While the share price declined over five years, Odakyu Electric Railway actually managed to increase EPS by an average of 22% per year. Given the share price reaction, one might suspect that EPS is not a good guide to the business performance during the period (perhaps due to a one-off loss or gain). Alternatively, growth expectations may have been unreasonable in the past.

Due to the lack of correlation between the EPS growth and the falling share price, it's worth taking a look at other metrics to try to understand the share price movement.

The revenue decline of 1.7% isn't too bad. But if the market expected durable top line growth, then that could explain the share price weakness.

You can see below how earnings and revenue have changed over time (discover the exact values by clicking on the image).

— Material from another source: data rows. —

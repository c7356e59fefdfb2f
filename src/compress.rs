//! In-place block compression through an external codec.
use crate::{
    Result,
    error::{bounds_error, compression_error},
    region::{PAGE_SIZE, Region, WORD_SIZE},
};
use alloc::{format, vec::Vec};

/// A trait for the codec that shrinks blocks before they are relocated.
///
/// Implementations must be deterministic and pair with the decompressor the
/// patched firmware runs on the device.
pub trait Codec {
    /// Compresses `input`. Fails with
    /// [`Error::Compression`](crate::Error::Compression) for input it cannot
    /// represent.
    fn compress(&self, input: &[u8]) -> Result<Vec<u8>>;
}

impl<C: Codec + ?Sized> Codec for &C {
    fn compress(&self, input: &[u8]) -> Result<Vec<u8>> {
        (**self).compress(input)
    }
}

impl Codec for () {
    fn compress(&self, _input: &[u8]) -> Result<Vec<u8>> {
        Err(compression_error("no codec configured"))
    }
}

/// Compresses `size` bytes at `address` in place and returns the compressed
/// length.
///
/// The compressed bytes start at `address`; the rest of the original span is
/// zeroed. Round the returned length with [`round_up_word`] before treating
/// it as consumed space.
pub fn compress_block<C>(region: &mut Region, address: usize, size: usize, codec: &C) -> Result<usize>
where
    C: Codec + ?Sized,
{
    if size == 0 {
        return Err(compression_error(format!(
            "empty block at {} 0x{address:x}",
            region.kind()
        )));
    }
    let packed = codec.compress(region.read(address, size)?)?;
    if packed.is_empty() || packed.len() > size {
        return Err(compression_error(format!(
            "block at {} 0x{address:x} compressed from {size} to {} bytes",
            region.kind(),
            packed.len()
        )));
    }
    region.write(address, &packed)?;
    region.fill(address + packed.len(), 0, size - packed.len())?;
    #[cfg(feature = "log")]
    log::debug!(
        "[Compress] {} 0x{:x}: {} -> {} bytes",
        region.kind(),
        address,
        size,
        packed.len()
    );
    Ok(packed.len())
}

#[inline]
pub const fn round_down_word(value: usize) -> usize {
    value / WORD_SIZE * WORD_SIZE
}

#[inline]
pub const fn round_up_word(value: usize) -> usize {
    value.div_ceil(WORD_SIZE) * WORD_SIZE
}

/// Rounds toward negative infinity to a page multiple.
#[inline]
pub const fn round_down_page(value: i64) -> i64 {
    value.div_euclid(PAGE_SIZE as i64) * PAGE_SIZE as i64
}

/// Rounds toward positive infinity to a page multiple. For a negative running
/// offset this rounds toward zero, so reclaimed space is never overstated.
///
/// Returns `None` when the rounded value does not fit in an `i64`.
#[inline]
pub const fn round_up_page(value: i64) -> Option<i64> {
    let page = PAGE_SIZE as i64;
    let rem = value.rem_euclid(page);
    if rem == 0 {
        Some(value)
    } else {
        (value - rem).checked_add(page)
    }
}

/// Checks that a compressed block fits back into its slot. Used by callers
/// that move the compressed bytes elsewhere and need the padded length.
pub fn padded_len(compressed: usize, limit: usize) -> Result<usize> {
    let padded = round_up_word(compressed);
    if padded > limit {
        return Err(bounds_error(format!(
            "padded block of {padded} bytes exceeds {limit}"
        )));
    }
    Ok(padded)
}

#[cfg(feature = "deflate")]
mod deflate {
    use super::Codec;
    use crate::{Result, error::compression_error};
    use alloc::{format, vec::Vec};
    use flate2::{Compression, write::DeflateEncoder};
    use std::io::Write;

    /// Raw DEFLATE (no zlib header), matching an `inflate`-style decompressor
    /// on the device.
    #[derive(Clone, Copy, Debug)]
    pub struct DeflateCodec {
        level: u32,
    }

    impl Default for DeflateCodec {
        fn default() -> Self {
            Self { level: 9 }
        }
    }

    impl DeflateCodec {
        pub fn new(level: u32) -> Self {
            Self {
                level: level.min(9),
            }
        }

        /// Decompresses raw DEFLATE data. Handy for verifying a patched image.
        pub fn inflate(&self, input: &[u8]) -> Result<Vec<u8>> {
            let mut decoder = flate2::write::DeflateDecoder::new(Vec::new());
            decoder
                .write_all(input)
                .and_then(|_| decoder.finish())
                .map_err(|e| compression_error(format!("inflate failed: {e}")))
        }
    }

    impl Codec for DeflateCodec {
        fn compress(&self, input: &[u8]) -> Result<Vec<u8>> {
            let mut encoder = DeflateEncoder::new(Vec::new(), Compression::new(self.level));
            encoder
                .write_all(input)
                .and_then(|_| encoder.finish())
                .map_err(|e| compression_error(format!("deflate failed: {e}")))
        }
    }

}

#[cfg(feature = "deflate")]
pub use deflate::DeflateCodec;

earnings-and-revenue-growth
TSE:9007 Earnings and Revenue Growth July 22nd 2025

It is of course excellent to see how Odakyu Electric Railway has grown profits over the years, but the future is more important for shareholders. If you are thinking of buying or selling Odakyu Electric Railway stock, you should check out this FREE detailed report on its balance sheet.

What About Dividends?

It is important to consider the total shareholder return, as well as the share price return, for any given stock. Whereas the share price return only reflects the change in the share price, the TSR includes the value of dividends (assuming they were reinvested) and the benefit of any discounted capital raising or spin-off. Arguably, the TSR gives a more comprehensive picture of the return generated by a stock. We note that for Odakyu Electric Railway the TSR over the last 5 years was -33%, which is better than the share price return mentioned above. This is largely a result of its dividend payments!

A Different Perspective

It's good to see that Odakyu Electric Railway has rewarded shareholders with a total shareholder return of 6.7% in the last twelve months. And that does include the dividend. Notably the five-year annualised TSR loss of 6% per year compares very unfavourably with the recent share price performance. This makes us a little wary, but the business might have turned around its fortunes. It's always interesting to track share price performance over the longer term. But to understand Odakyu Electric Railway better, we need to consider many other factors. Even so, be aware that Odakyu Electric Railway is showing 5 warning signs in our investment analysis , and 2 of those don't sit too well with us...

For those who like to find winning investments this free list of undervalued companies with recent insider purchasing, could be just the ticket.

Please note, the market returns quoted in this article reflect the market weighted average returns of stocks that currently trade on Japanese exchanges.